Guido Gozzano prima di morire si dedicò a studiare la metamorfosi delle farfalle.

Scrisse poesie dettagliate su bruchi, crisalidi e farfalle, quasi che, sentendo approssimarsi l’ora del commiato, lo studio di quelle ninfe dormienti in attesa di metamorfosi future potesse offrirgli la possibilità di trovare un varco tra essere e non-essere, lo aiutasse ad attraversare la soglia tra visibile ed invisibile.

“Per tutto il giorno in torpida quiete/uno spasimo ignoto li tormenta:/essere un altro, uscire da se stessi!/ Uscire da se stessi? E li vedete/ or gonfiarsi, or contrarsi, ora dibattersi/ or nelle membra tremule far arco,/finchè sul terzo nodo ecco si fende/l’antica spoglia e sul velluto stinto/ vivida risplende la divisa nuova.” da “Dei bruchi”

Cosa sa il bruco della farfalla, cosa sa la farfalla del bruco? Ogni spasimo di trasformazione è parte di un processo di trasformazione che ci permette di divenire Altri e al tempo stesso di abbandonare le forme superate che appartenevano agli stadi precedenti dell’essere.

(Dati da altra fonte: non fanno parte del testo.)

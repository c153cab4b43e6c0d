mod common;

use std::panic::{AssertUnwindSafe, catch_unwind};
use std::sync::{Arc, Weak};
use std::sync::atomic::{AtomicBool, Ordering};

use common::{KeyValueStore, Logger, RecordingLogger};
use wirebox::prelude::*;

struct Audit;
struct Ledger;

#[test]
fn panicking_initializer_leaves_no_entry() {
    let armed = Arc::new(AtomicBool::new(true));
    let container = Container::new();
    container
        .register_with::<Audit, Audit, ()>({
            let armed = armed.clone();
            move |()| {
                if armed.swap(false, Ordering::SeqCst) {
                    panic!("audit backend unavailable");
                }
                Ok(Audit)
            }
        })
        .unwrap();

    let outcome = catch_unwind(AssertUnwindSafe(|| container.resolve::<Audit>()));
    assert!(outcome.is_err());
    assert_eq!(container.state::<Audit>(), ResolutionState::Registered);
    assert_eq!(container.resolved_count(), 0);

    // Locks were released on unwind; the next attempt builds normally.
    assert!(container.resolve::<Audit>().is_ok());
    assert_eq!(container.state::<Audit>(), ResolutionState::Resolved);
}

#[test]
fn error_from_deep_dependency_bubbles_up_unchanged() {
    let container = Container::new();
    container
        .register_with::<Audit, Audit, ()>(|()| {
            Err(WireboxError::construction::<Audit>("audit disabled"))
        })
        .unwrap();
    container
        .register_with::<Ledger, Ledger, Arc<Audit>>(|_| Ok(Ledger))
        .unwrap();
    container
        .register_with::<dyn Logger, RecordingLogger, Arc<Ledger>>(|_| {
            Ok(RecordingLogger::default())
        })
        .unwrap();

    match container.resolve::<dyn Logger>() {
        Err(WireboxError::ConstructionFailed { key, source }) => {
            assert_eq!(key, DependencyKey::of::<Audit>());
            assert_eq!(source.to_string(), "audit disabled");
        }
        other => panic!("Expected ConstructionFailed, got: {:?}", other.err()),
    }
    assert_eq!(container.resolved_count(), 0);
}

#[test]
fn cycle_through_trait_objects() {
    struct Loop;
    impl KeyValueStore for Loop {
        fn add_value(&self, _: &str, _: &str) {}
        fn get_value(&self, _: &str) -> Option<String> {
            None
        }
        fn len(&self) -> usize {
            0
        }
    }
    struct LoopLogger;
    impl Logger for LoopLogger {
        fn log(&self, _: &str) {}
    }

    wirebox::implements!(Loop => dyn KeyValueStore);
    wirebox::implements!(LoopLogger => dyn Logger);

    let container = Container::new();
    container
        .register_with::<dyn KeyValueStore, Loop, Arc<dyn Logger>>(|_| Ok(Loop))
        .unwrap();
    container
        .register_with::<dyn Logger, LoopLogger, Arc<dyn KeyValueStore>>(|_| Ok(LoopLogger))
        .unwrap();

    match container.resolve::<dyn KeyValueStore>() {
        Err(err @ WireboxError::CyclicDependency(_)) => {
            assert!(err.to_string().contains("Loop → LoopLogger → Loop"));
        }
        other => panic!("Expected CyclicDependency, got: {:?}", other.err()),
    }

    assert!(matches!(
        container.validate(),
        Err(WireboxError::CyclicDependency(_))
    ));
}

#[test]
fn self_dependency_is_a_cycle() {
    let container = Container::new();
    container
        .register_with::<Ledger, Ledger, Arc<Ledger>>(|_| Ok(Ledger))
        .unwrap();

    match container.resolve::<Ledger>() {
        Err(WireboxError::CyclicDependency(err)) => {
            assert_eq!(
                err.chain,
                vec![DependencyKey::of::<Ledger>(), DependencyKey::of::<Ledger>()]
            );
        }
        other => panic!("Expected CyclicDependency, got: {:?}", other.err()),
    }
}

/// Registers `T` with a factory that resolves `D` back through the container
/// instead of declaring it.
fn register_reentrant<T, D>(container: &Arc<Container>, make: fn() -> T)
where
    T: Send + Sync + 'static,
    D: Send + Sync + 'static,
{
    let weak: Weak<Container> = Arc::downgrade(container);
    container
        .register_with::<T, T, ()>(move |()| {
            if let Some(container) = weak.upgrade() {
                container.resolve::<D>()?;
            }
            Ok(make())
        })
        .unwrap();
}

#[test]
fn initializer_resolving_itself_through_the_container_is_a_cycle() {
    let container = Arc::new(Container::new());
    register_reentrant::<Audit, Audit>(&container, || Audit);

    match container.resolve::<Audit>() {
        Err(WireboxError::CyclicDependency(err)) => {
            assert_eq!(
                err.chain,
                vec![DependencyKey::of::<Audit>(), DependencyKey::of::<Audit>()]
            );
        }
        other => panic!("Expected CyclicDependency, got: {:?}", other.err()),
    }

    assert_eq!(container.state::<Audit>(), ResolutionState::Registered);
    assert_eq!(container.resolved_count(), 0);
}

#[test]
fn reentrant_cycle_mixed_with_declared_dependencies() {
    let container = Arc::new(Container::new());
    register_reentrant::<Audit, Ledger>(&container, || Audit);
    container
        .register_with::<Ledger, Ledger, Arc<Audit>>(|_| Ok(Ledger))
        .unwrap();

    match container.resolve::<Audit>() {
        Err(err @ WireboxError::CyclicDependency(_)) => {
            assert!(err.to_string().contains("Audit → Ledger → Audit"));
        }
        other => panic!("Expected CyclicDependency, got: {:?}", other.err()),
    }

    // Starting from the other end finds the same loop.
    assert!(matches!(
        container.resolve::<Ledger>(),
        Err(WireboxError::CyclicDependency(_))
    ));
    assert_eq!(container.resolved_count(), 0);
}

#[test]
fn frozen_container_keeps_resolving() {
    let container = Container::builder()
        .bind::<dyn Logger, RecordingLogger>()
        .build()
        .unwrap();

    assert!(matches!(
        container.register::<dyn Logger, RecordingLogger>(),
        Err(WireboxError::ContainerFrozen)
    ));
    assert!(container.resolve::<dyn Logger>().is_ok());
}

“Ed uno appare in due e due in uno/ma già l’infermo tutto si distorce,/ come da un casco liberando il capo/ dal capo antico, dalle antiche zampe liberando, lento/movendo già, lasciandosi alle spalle/ quegli che fu, come guaina floscia.” da “Dei bruchi “

Questi versi preziosi da entomologo rivelano quanto sia arduo il divenire e come lo spasimo della metamorfosi si occulti dietro un tempo morto e apparentemente stagnante ma invece foriero di miracoli.

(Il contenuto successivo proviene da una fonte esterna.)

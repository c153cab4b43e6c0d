//! Provider trait: a module of related registrations.
//!
//! Providers group the bindings of one area of an application so the
//! composition root reads as a list of modules rather than one long block.
//!
//! # Examples
//! ```rust,ignore
//! struct StorageProvider;
//!
//! impl Provider for StorageProvider {
//!     fn register(&self, container: &Container) -> Result<()> {
//!         container.register::<dyn Logger, ConsoleLogger>()?;
//!         container.register::<dyn KeyValueStore, InMemoryKeyValueStore>()
//!     }
//! }
//!
//! let container = Container::builder()
//!     .add_provider(&StorageProvider)
//!     .build()?;
//! ```

use crate::container::Container;
use crate::error::Result;

/// A module that registers related dependencies into a container.
pub trait Provider: Send + Sync {
    /// Register dependencies into the container.
    ///
    /// Stops at the first failed registration; bindings made before it stay.
    fn register(&self, container: &Container) -> Result<()>;

    /// Human-readable name for logs.
    fn name(&self) -> &str {
        std::any::type_name::<Self>()
    }
}
pub mod completion_llm;
pub mod firebase;
pub mod session_store;

pub use completion_llm::OpenAiCompletionAdapter;
pub use firebase::FirebaseVerifier;
pub use session_store::MemorySessionStore;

“Ogni forma di bruco è dileguata:/la crisalide splende, il nuovo mostro/ inquietante, ambiguo diverso/ da ciò che fu, da ciò che dovrà essere!/ Pendula, immota, senza membra fusa/ nel bronzo verde maculato d’oro,/ cosa rimorta la direste cosa/ d’arte, monile antico dissepolto.” da “Delle crisalidi”

Ninfe dormienti, sognanti mondi a venire, eremiti segregati in bozzoli immaginali, autotrofici eppure sospesi a qualcosa che non è né vita né morte, ma pura dimensione vegetativa.
“Alle pareti ogni defunto/ è un pendulo monile/ ogni monile un’anima che attende/ l’ora certa del volo.” da “Delle crisalidi”
Queste farfalle in attesa di divenire ricordano i dipinti dei sarcofagi egizi che riportano disegnata la figura della mummia che vi giace all’interno, avvolta tra le bende.
cris
Quanto durerà questo sonno profondo in attesa del risveglio? Quali sogni produce?
Attendere è un vano sperare o è un ponte tra il non-essere e l’essere?
“Ma la farfalla tutta, se badate/ ben sottilmente, appare a parte a parte/ in rilievo leggero: il capo chino/ tra l’ali ripiegate come bende,/l’antenne la proboscide e le zampe/ giustacongiunta al petto. La crisalide/ ritrae la farfalla mascherata/ come il coperchio egizio ritraeva le membra della vergine defunta.” da “Delle crisalidi”
crisa
Ogni trasformazione implica una nuova condizione. Si perde sempre qualcosa, ma si guadagna qualcosa d’ altro. Perdere una forma permette di abbandonarsi alla fiducia sperimentando nuove possibilità dell’essere.
“E qui la vita/ sorride alla sorella inconciliabile/ e i loro volti fanno un volto solo./ Un volto solo. Mai la Morte s’ebbe/ più delicato simbolo di Psiche:/ psiche ad un tempo anima e farfalla/ scolpir sulle stele funerarie/ dagli antichi pensosi del prodigio./ Un volto solo…” da”Delle crisalidi”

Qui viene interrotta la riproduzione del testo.